Problem description
In the data below, find every line that has the string "trim", and copy it.
Data for this task Start Marker
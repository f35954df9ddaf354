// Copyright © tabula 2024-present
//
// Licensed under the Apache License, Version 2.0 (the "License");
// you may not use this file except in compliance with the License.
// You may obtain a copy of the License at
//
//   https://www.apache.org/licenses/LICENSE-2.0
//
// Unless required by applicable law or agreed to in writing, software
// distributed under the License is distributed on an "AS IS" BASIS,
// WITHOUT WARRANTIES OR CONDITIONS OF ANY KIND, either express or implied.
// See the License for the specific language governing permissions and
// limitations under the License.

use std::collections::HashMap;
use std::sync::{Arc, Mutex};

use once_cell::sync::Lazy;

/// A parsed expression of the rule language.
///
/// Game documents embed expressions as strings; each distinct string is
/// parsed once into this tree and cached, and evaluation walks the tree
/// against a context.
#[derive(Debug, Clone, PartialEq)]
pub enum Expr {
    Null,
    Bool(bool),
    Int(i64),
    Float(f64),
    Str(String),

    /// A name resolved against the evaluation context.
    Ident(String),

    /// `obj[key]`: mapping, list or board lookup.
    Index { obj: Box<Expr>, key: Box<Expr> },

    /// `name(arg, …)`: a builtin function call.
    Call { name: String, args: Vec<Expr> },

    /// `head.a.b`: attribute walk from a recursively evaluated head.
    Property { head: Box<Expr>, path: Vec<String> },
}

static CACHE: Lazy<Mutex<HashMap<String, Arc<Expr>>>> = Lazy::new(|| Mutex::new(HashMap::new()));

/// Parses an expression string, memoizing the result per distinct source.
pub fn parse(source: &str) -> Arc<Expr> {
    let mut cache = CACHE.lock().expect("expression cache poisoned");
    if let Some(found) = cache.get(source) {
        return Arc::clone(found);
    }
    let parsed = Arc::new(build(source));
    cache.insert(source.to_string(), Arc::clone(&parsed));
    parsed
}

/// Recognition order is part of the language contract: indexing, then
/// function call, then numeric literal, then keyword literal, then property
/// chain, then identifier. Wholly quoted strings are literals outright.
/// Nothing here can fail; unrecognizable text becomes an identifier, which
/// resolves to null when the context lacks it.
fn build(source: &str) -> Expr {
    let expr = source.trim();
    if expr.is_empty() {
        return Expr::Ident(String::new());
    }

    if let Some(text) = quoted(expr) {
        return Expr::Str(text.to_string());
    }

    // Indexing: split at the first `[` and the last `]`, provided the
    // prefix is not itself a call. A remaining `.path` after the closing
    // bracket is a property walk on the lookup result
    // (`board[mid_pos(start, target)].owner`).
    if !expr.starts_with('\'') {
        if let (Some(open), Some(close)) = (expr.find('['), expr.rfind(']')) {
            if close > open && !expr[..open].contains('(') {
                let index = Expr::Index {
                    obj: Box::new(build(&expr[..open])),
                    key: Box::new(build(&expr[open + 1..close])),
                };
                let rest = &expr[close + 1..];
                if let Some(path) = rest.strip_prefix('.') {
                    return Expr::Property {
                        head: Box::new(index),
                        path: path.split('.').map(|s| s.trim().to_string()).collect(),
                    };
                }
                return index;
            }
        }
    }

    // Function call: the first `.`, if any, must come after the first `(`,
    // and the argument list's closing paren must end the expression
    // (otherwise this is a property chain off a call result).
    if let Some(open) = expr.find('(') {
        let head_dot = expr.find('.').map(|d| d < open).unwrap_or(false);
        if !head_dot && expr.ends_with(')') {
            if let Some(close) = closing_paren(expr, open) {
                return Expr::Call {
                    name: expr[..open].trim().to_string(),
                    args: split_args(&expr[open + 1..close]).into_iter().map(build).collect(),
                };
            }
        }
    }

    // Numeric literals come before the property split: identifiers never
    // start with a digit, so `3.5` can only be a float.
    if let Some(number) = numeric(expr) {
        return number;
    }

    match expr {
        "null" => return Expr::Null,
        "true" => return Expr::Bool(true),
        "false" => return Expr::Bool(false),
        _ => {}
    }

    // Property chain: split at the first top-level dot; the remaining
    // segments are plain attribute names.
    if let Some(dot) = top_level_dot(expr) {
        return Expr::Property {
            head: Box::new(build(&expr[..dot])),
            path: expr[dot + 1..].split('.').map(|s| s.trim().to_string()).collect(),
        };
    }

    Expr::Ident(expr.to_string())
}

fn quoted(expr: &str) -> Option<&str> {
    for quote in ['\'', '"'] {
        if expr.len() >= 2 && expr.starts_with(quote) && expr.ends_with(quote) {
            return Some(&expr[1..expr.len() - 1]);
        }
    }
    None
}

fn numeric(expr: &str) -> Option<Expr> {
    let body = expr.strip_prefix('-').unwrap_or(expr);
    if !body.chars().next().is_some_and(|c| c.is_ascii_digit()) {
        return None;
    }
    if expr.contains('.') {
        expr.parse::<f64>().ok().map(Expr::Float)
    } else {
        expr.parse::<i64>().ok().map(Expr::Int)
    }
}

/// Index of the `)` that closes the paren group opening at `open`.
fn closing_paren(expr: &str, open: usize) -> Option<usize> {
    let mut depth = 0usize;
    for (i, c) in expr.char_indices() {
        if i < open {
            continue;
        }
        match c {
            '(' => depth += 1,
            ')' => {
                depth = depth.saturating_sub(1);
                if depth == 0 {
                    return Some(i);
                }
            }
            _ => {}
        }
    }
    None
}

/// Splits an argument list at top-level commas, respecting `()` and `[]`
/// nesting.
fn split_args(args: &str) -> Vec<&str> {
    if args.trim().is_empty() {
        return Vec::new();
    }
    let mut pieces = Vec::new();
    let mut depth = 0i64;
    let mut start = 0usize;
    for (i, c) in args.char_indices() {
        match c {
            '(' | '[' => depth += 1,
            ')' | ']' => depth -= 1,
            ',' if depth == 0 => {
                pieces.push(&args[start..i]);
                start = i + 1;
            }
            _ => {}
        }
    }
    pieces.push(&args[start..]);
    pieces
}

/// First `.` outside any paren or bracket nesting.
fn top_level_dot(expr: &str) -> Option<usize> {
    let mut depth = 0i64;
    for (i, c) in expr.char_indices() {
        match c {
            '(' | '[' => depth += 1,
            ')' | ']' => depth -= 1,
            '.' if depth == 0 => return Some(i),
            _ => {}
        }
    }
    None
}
Data for this task End Marker
Task response
    let expr = source.trim();
                        path: path.split('.').map(|s| s.trim().to_string()).collect(),
                    name: expr[..open].trim().to_string(),
            path: expr[dot + 1..].split('.').map(|s| s.trim().to_string()).collect(),
    if args.trim().is_empty() {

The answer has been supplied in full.